Last week, UBS sparked a sharp rally by tripling its price target on Micron to $1,625 from $535, a move that underscored the firm’s belief that long-term supply agreements could smooth out the cyclical volatility that has historically haunted memory earnings. The stock closed at a record on Friday, gaining more than 5% as investors piled into the AI trade.
Micron is scheduled to report fiscal third-quarter results on June 24, with revenue guidance set at $33.5 billion, plus or minus $750 million. That would represent a dramatic jump from the $23.86 billion reported in the fiscal second quarter, itself a massive leap from $8.05 billion a year earlier. CEO Sanjay Mehrotra has described memory as a strategic asset for customers, a phrase that has resonated with the market.
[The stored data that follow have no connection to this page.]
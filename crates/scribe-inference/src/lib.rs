//! # scribe-inference
//!
//! Everything between a note and the language model.
//!
//! This crate provides:
//! - Prompt builders for brainstorming and search query generation
//! - A best-effort parser turning free-text or JSON model output into
//!   labeled bullets and web results
//! - An OpenAI-compatible generation backend (feature `openai`, default)
//! - [`AiService`] implementations: model-backed, HTTP client, and a
//!   sample-data fallback wrapper
//! - Environment-driven inference configuration
//!
//! # Feature Flags
//!
//! - `openai` (default): Enable the OpenAI-compatible backend
//! - `mock`: Expose [`mock::MockGenerationBackend`] to dependent crates
//!
//! # Example
//!
//! ```rust,no_run
//! use scribe_inference::{ModelAiService, OpenAIBackend};
//! use scribe_core::{AiService, BrainstormRequest};
//!
//! #[tokio::main]
//! async fn main() {
//!     let backend = OpenAIBackend::from_env().unwrap();
//!     let service = ModelAiService::new(backend);
//!     let request = BrainstormRequest {
//!         document_context: "Essay draft".to_string(),
//!         document_goal: "Research paper on the enlightenment".to_string(),
//!         note_content: "Voltaire and tolerance".to_string(),
//!     };
//!     let ideas = service.brainstorm(&request).await.unwrap();
//!     println!("{:?}", ideas.bullet_points);
//! }
//! ```

pub mod config;
pub mod fallback;
pub mod http_service;
pub mod parser;
pub mod prompts;
pub mod service;

#[cfg(feature = "openai")]
pub mod openai;

// Mock generation backend for testing
#[cfg(any(test, feature = "mock"))]
pub mod mock;

// Re-export core types
pub use scribe_core::*;

#[cfg(feature = "openai")]
pub use openai::{OpenAIBackend, OpenAIConfig};

pub use config::{AiMode, ConfigError, InferenceConfig, PromptStyle};
pub use fallback::SampleFallbackAiService;
pub use http_service::HttpAiService;
pub use parser::{
    parse_free_text, parse_model_output, parse_structured_brainstorm, parse_web_results,
    FreeTextSections, LabeledIdea, ParsedModelOutput, SourceEntry,
};
pub use prompts::{
    build_brainstorm_prompt, build_search_query_prompt, build_structured_brainstorm_prompt,
    build_web_results_prompt,
};
pub use service::ModelAiService;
The broader market backdrop has been supportive. Wall Street’s major indexes hit new highs on Friday, with the Nasdaq Composite gaining 0.21% and the S&P 500 notching its ninth consecutive weekly advance. Wells Fargo chief equity strategist Ohsung Kwon described sentiment as euphoric around AI, while B. Riley Wealth chief market strategist Art Hogan noted that Micron sits at the center of a demand shift for quick memory placed close to chips.
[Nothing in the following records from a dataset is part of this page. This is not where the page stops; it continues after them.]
//! Model-backed [`AiService`]: the brainstorm and web-search flows.
//!
//! Brainstorming is one completion parsed by [`parse_model_output`]. Web
//! search is two completions: the note is first condensed into a short
//! query, then the model is asked for JSON results about that query.

use std::sync::Arc;
use std::time::Instant;

use async_trait::async_trait;
use tracing::{debug, info, instrument, Span};

use scribe_core::defaults::{
    BRAINSTORM_MAX_TOKENS, BRAINSTORM_TEMPERATURE, SEARCH_QUERY_MAX_TOKENS,
    SEARCH_QUERY_TEMPERATURE, WEB_RESULTS_MAX_TOKENS, WEB_RESULTS_TEMPERATURE,
};
use scribe_core::{
    logging, AiService, BrainstormRequest, BrainstormResponse, Error, GenerationBackend,
    GenerationRequest, Result, WebSearchRequest, WebSearchResponse,
};

use crate::config::PromptStyle;
use crate::parser::{parse_model_output, parse_web_results};
use crate::prompts::{
    build_brainstorm_prompt, build_search_query_prompt, build_structured_brainstorm_prompt,
    build_web_results_prompt,
};

/// Error message for requests without note content.
pub const NOTE_CONTENT_REQUIRED: &str = "Note content is required";

/// Error message for a completion with no text.
pub const EMPTY_RESPONSE: &str = "Empty response from AI service";

/// [`AiService`] that talks to a language model directly.
#[derive(Clone)]
pub struct ModelAiService {
    backend: Arc<dyn GenerationBackend>,
    prompt_style: PromptStyle,
}

impl ModelAiService {
    pub fn new(backend: impl GenerationBackend + 'static) -> Self {
        Self::from_arc(Arc::new(backend))
    }

    pub fn from_arc(backend: Arc<dyn GenerationBackend>) -> Self {
        Self {
            backend,
            prompt_style: PromptStyle::default(),
        }
    }

    /// Select which brainstorm prompt is sent.
    pub fn with_prompt_style(mut self, prompt_style: PromptStyle) -> Self {
        self.prompt_style = prompt_style;
        self
    }

    pub fn prompt_style(&self) -> PromptStyle {
        self.prompt_style
    }

    fn brainstorm_request(&self, request: &BrainstormRequest) -> GenerationRequest {
        let prompt = match self.prompt_style {
            PromptStyle::FreeText => build_brainstorm_prompt(
                &request.document_context,
                &request.document_goal,
                &request.note_content,
            ),
            PromptStyle::Structured => build_structured_brainstorm_prompt(
                &request.document_context,
                &request.document_goal,
                &request.note_content,
            ),
        };

        let generation = GenerationRequest::system(prompt)
            .with_temperature(BRAINSTORM_TEMPERATURE)
            .with_max_tokens(BRAINSTORM_MAX_TOKENS);
        match self.prompt_style {
            PromptStyle::FreeText => generation,
            PromptStyle::Structured => generation.json(),
        }
    }

    /// Condense the note into a search query, falling back to the note text.
    async fn search_query(&self, request: &WebSearchRequest) -> Result<String> {
        let prompt = build_search_query_prompt(
            &request.document_context,
            &request.document_goal,
            &request.note_content,
        );
        let generation = GenerationRequest::system(prompt)
            .with_temperature(SEARCH_QUERY_TEMPERATURE)
            .with_max_tokens(SEARCH_QUERY_MAX_TOKENS);

        let raw = self.backend.generate(&generation).await?;
        let query = raw.trim().trim_matches('"').trim();
        if query.is_empty() {
            debug!("Empty search query from model, using note content");
            Ok(request.note_content.clone())
        } else {
            Ok(query.to_string())
        }
    }
}

fn require_note_content(note_content: &str) -> Result<()> {
    if note_content.trim().is_empty() {
        return Err(Error::InvalidInput(NOTE_CONTENT_REQUIRED.to_string()));
    }
    Ok(())
}

#[async_trait]
impl AiService for ModelAiService {
    #[instrument(
        skip(self, request),
        fields(
            subsystem = "inference",
            component = "model_service",
            op = "brainstorm",
            model = %self.backend.model_name(),
            prompt_len = tracing::field::Empty,
            result_count = tracing::field::Empty,
            duration_ms = tracing::field::Empty,
        )
    )]
    async fn brainstorm(&self, request: &BrainstormRequest) -> Result<BrainstormResponse> {
        require_note_content(&request.note_content)?;

        let start = Instant::now();
        let generation = self.brainstorm_request(request);
        Span::current().record(logging::PROMPT_LEN, generation.system.len());

        let raw = self.backend.generate(&generation).await?;
        if raw.trim().is_empty() {
            return Err(Error::Inference(EMPTY_RESPONSE.to_string()));
        }

        let response = parse_model_output(&raw);
        let span = Span::current();
        span.record(logging::RESULT_COUNT, response.bullet_points.len());
        span.record(logging::DURATION_MS, start.elapsed().as_millis() as u64);
        info!("Brainstorm completed");
        Ok(response)
    }

    #[instrument(
        skip(self, request),
        fields(
            subsystem = "inference",
            component = "model_service",
            op = "web_search",
            model = %self.backend.model_name(),
            result_count = tracing::field::Empty,
            duration_ms = tracing::field::Empty,
        )
    )]
    async fn web_search(&self, request: &WebSearchRequest) -> Result<WebSearchResponse> {
        require_note_content(&request.note_content)?;

        let start = Instant::now();
        let query = self.search_query(request).await?;
        debug!(query = %query, "Generated search query");

        let generation = GenerationRequest::system(build_web_results_prompt(
            &query,
            &request.document_context,
        ))
        .with_temperature(WEB_RESULTS_TEMPERATURE)
        .with_max_tokens(WEB_RESULTS_MAX_TOKENS)
        .json();

        let raw = self.backend.generate(&generation).await?;
        let web_results = parse_web_results(&raw);

        let span = Span::current();
        span.record(logging::RESULT_COUNT, web_results.len());
        span.record(logging::DURATION_MS, start.elapsed().as_millis() as u64);
        info!("Web search completed");
        Ok(WebSearchResponse { web_results })
    }
}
However, the competitive landscape is intensifying. Samsung Electronics announced Friday that it is shipping samples of its new 12-layer HBM4E chip, which it claims runs more than 20% faster than the previous HBM4 version. KB Securities-Jefferies head of research Jeff Kim emphasized that early movers tend to secure bulk orders, signaling that Samsung is working to close the gap with SK Hynix and Micron.
Options markets are pricing in a potential swing of nearly 10% either way this week, reflecting the high stakes around Micron’s earnings. The stock’s recent run has left little room for error: any signs of weakening pricing, customer pullbacks, or faster-than-expected qualification from Samsung could quickly turn supply tightness into a valuation concern.
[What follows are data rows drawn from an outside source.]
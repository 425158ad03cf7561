//! [`AiService`] client for a remote brainstorm/search service.
//!
//! The service exposes `POST /api/brainstorm` and `POST /api/search`, both
//! taking a camelCase [`BrainstormRequest`] body. A non-2xx status or a body
//! carrying an `error` field is a failure.

use std::time::Duration;

use async_trait::async_trait;
use reqwest::Client;
use serde::de::DeserializeOwned;
use serde_json::Value as JsonValue;
use tracing::{debug, instrument, warn};

use scribe_core::{
    AiService, BrainstormRequest, BrainstormResponse, Error, Result, ServiceErrorBody,
    WebSearchRequest, WebSearchResponse,
};

/// Default request timeout in seconds.
pub const DEFAULT_TIMEOUT_SECS: u64 = 60;

const BRAINSTORM_PATH: &str = "/api/brainstorm";
const SEARCH_PATH: &str = "/api/search";

/// HTTP implementation of [`AiService`].
#[derive(Debug, Clone)]
pub struct HttpAiService {
    client: Client,
    base_url: String,
}

impl HttpAiService {
    /// Create a client for the service rooted at `base_url`.
    pub fn new(base_url: impl Into<String>, timeout_seconds: u64) -> Result<Self> {
        let client = Client::builder()
            .timeout(Duration::from_secs(timeout_seconds))
            .build()
            .map_err(|e| Error::Config(format!("Failed to create HTTP client: {}", e)))?;

        Ok(Self {
            client,
            base_url: base_url.into().trim_end_matches('/').to_string(),
        })
    }

    pub fn base_url(&self) -> &str {
        &self.base_url
    }

    async fn post<T: DeserializeOwned>(&self, path: &str, request: &BrainstormRequest) -> Result<T> {
        let url = format!("{}{}", self.base_url, path);
        debug!(url = %url, "Calling AI service");

        let response = self
            .client
            .post(&url)
            .header("Content-Type", "application/json")
            .json(request)
            .send()
            .await?;

        let status = response.status();
        if !status.is_success() {
            let detail = response
                .json::<ServiceErrorBody>()
                .await
                .map(|body| body.error)
                .unwrap_or_default();
            warn!(status = status.as_u16(), error = %detail, "AI service request failed");
            return Err(Error::Request(format!(
                "API request failed with status {}{}",
                status.as_u16(),
                if detail.is_empty() {
                    String::new()
                } else {
                    format!(": {}", detail)
                }
            )));
        }

        let body: JsonValue = response.json().await?;
        if let Some(message) = body.get("error").filter(|e| !e.is_null()) {
            let message = message
                .as_str()
                .map(str::to_string)
                .unwrap_or_else(|| message.to_string());
            warn!(error = %message, "AI service returned an error body");
            return Err(Error::Inference(message));
        }

        Ok(serde_json::from_value(body)?)
    }
}

#[async_trait]
impl AiService for HttpAiService {
    #[instrument(skip(self, request), fields(subsystem = "inference", component = "http_service", op = "brainstorm"))]
    async fn brainstorm(&self, request: &BrainstormRequest) -> Result<BrainstormResponse> {
        self.post(BRAINSTORM_PATH, request).await
    }

    #[instrument(skip(self, request), fields(subsystem = "inference", component = "http_service", op = "web_search"))]
    async fn web_search(&self, request: &WebSearchRequest) -> Result<WebSearchResponse> {
        self.post(SEARCH_PATH, request).await
    }
}

#[cfg(test)]
mod tests {
    use super::*;

    #[test]
    fn test_trailing_slash_is_trimmed() {
        let service = HttpAiService::new("http://localhost:3000/", 5).unwrap();
        assert_eq!(service.base_url(), "http://localhost:3000");
    }
}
Northwestern Mutual Wealth Management chief portfolio manager Matt Stucky noted that memory chip prices have risen significantly and are expected to stay firm over the next couple of years. But with the trade looking crowded, Monday’s session is likely to be less about fresh news and more about whether investors maintain conviction in a stock that already prices in tight supply, robust AI spending, and flawless execution through June 24.